It has recently been brought to my attention that certain skills that many surgeons consider absolutely vital to success are lacking from my repertoire. Elective courses in medical school and residency equipped many surgeons with certain knowledge and abilities that I am completely lacking. My sense of fair play and the need for complete disclosure mandates that I make this report. Listed here are those courses I failed to take during my surgical training, vital lessons that may make me wholly inadequate to practice surgery.
Instrument Throwing 101 and 102
A two semester course that instructs the surgical resident in the proper technique for throwing an instrument off the operative field. The first semester covers blunt instruments, such as clamps and forceps, while the second part instructs on the proper technique for hurling sharp instruments, scalpels, needles and scissors. Proficiency in the short Mayo toss, the medium range Anesthesia throw and the long range Nurse hurl is expected by the completion. Final exam is judged on accuracy of the throw, amount of disorder created and physical and emotional damage inflicted. Measurement of stress is also graded.
A one semester course offered as part of the medical school curriculum, tantrums will provide the student an introduction to those situations where an outburst is considered appropriate and necessary; differing tantrum techniques and proper targets. An extensive video collection, demonstrating everything from the red faced huff to the hot air tempest, is required viewing. Final exam will be part oral, grading quantity and quality of the student’s angry fit and part practical, measuring the negative impact on a recipient subject: nurse, technician patient, family member or hospital administrator.

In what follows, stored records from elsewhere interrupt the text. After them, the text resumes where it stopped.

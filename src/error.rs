//! The crate's error type.

use std::collections::TryReserveError;
use thiserror::Error;

/// An error returned by a rejected container operation.
///
/// Operations that can legitimately miss, such as `get` or `remove`, return `Option` instead.
#[derive(Clone, Debug, PartialEq, Eq, Error)]
pub enum Error {
    /// The requested key is not present in the map.
    #[error("key not found")]
    KeyNotFound,

    /// The cursor was produced by another tree, or its tree has been structurally modified since
    /// the cursor was produced.
    #[error("cursor is not valid for this tree")]
    InvalidCursor,

    /// The tree already holds as many nodes as its handles can address.
    #[error("node capacity of {max} exceeded")]
    CapacityExceeded {
        /// The maximum number of nodes.
        max: usize,
    },

    /// Node storage could not be allocated.
    #[error("allocation failed: {0}")]
    Alloc(#[from] TryReserveError),
}

#[cfg(test)]
mod tests {
    use super::Error;

    #[test]
    fn messages() {
        assert_eq!(Error::KeyNotFound.to_string(), "key not found");
        assert_eq!(Error::InvalidCursor.to_string(), "cursor is not valid for this tree");
        assert_eq!(Error::CapacityExceeded { max: 7 }.to_string(), "node capacity of 7 exceeded");
    }

    #[test]
    fn from_try_reserve_error() {
        let err = Vec::<u64>::new().try_reserve(usize::MAX).unwrap_err();
        assert!(matches!(Error::from(err), Error::Alloc(_)));
    }
}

This is an upper level course which has Tantrums 100 as a prerequisite. Advanced techniques of sarcasm, insulting and belittling are taught. Extra credit work in racial, gender and sexual preference slurring is available. Final exam is written, true false and multiple choice.
Physical Assault 600
A graduate level course open only to those who have successfully completed all the above courses. Appropriate technique for pushing, bruising and surreptitious sexual harassment are taught by experts in each area. The first half of the course is didactic classroom work, while the second half includes field training in the operating room, ICU and patient ward. Passing this course will be at the discretion of the instructing faculty, but any arrests, indictments or lawsuits will be grounds for summary failure.
Far too often stories of such inappropriate behavior surface. Any such behavior detracts from patient care and leads to an atmosphere of tension in the operating room and other patient care areas. Everyone who works in the healthcare arena has a shared goal of taking the best possible care of the sick and injured patients that come under our care. There is no place for inappropriate actions and behavior. I apologize for my lack of skill in these areas.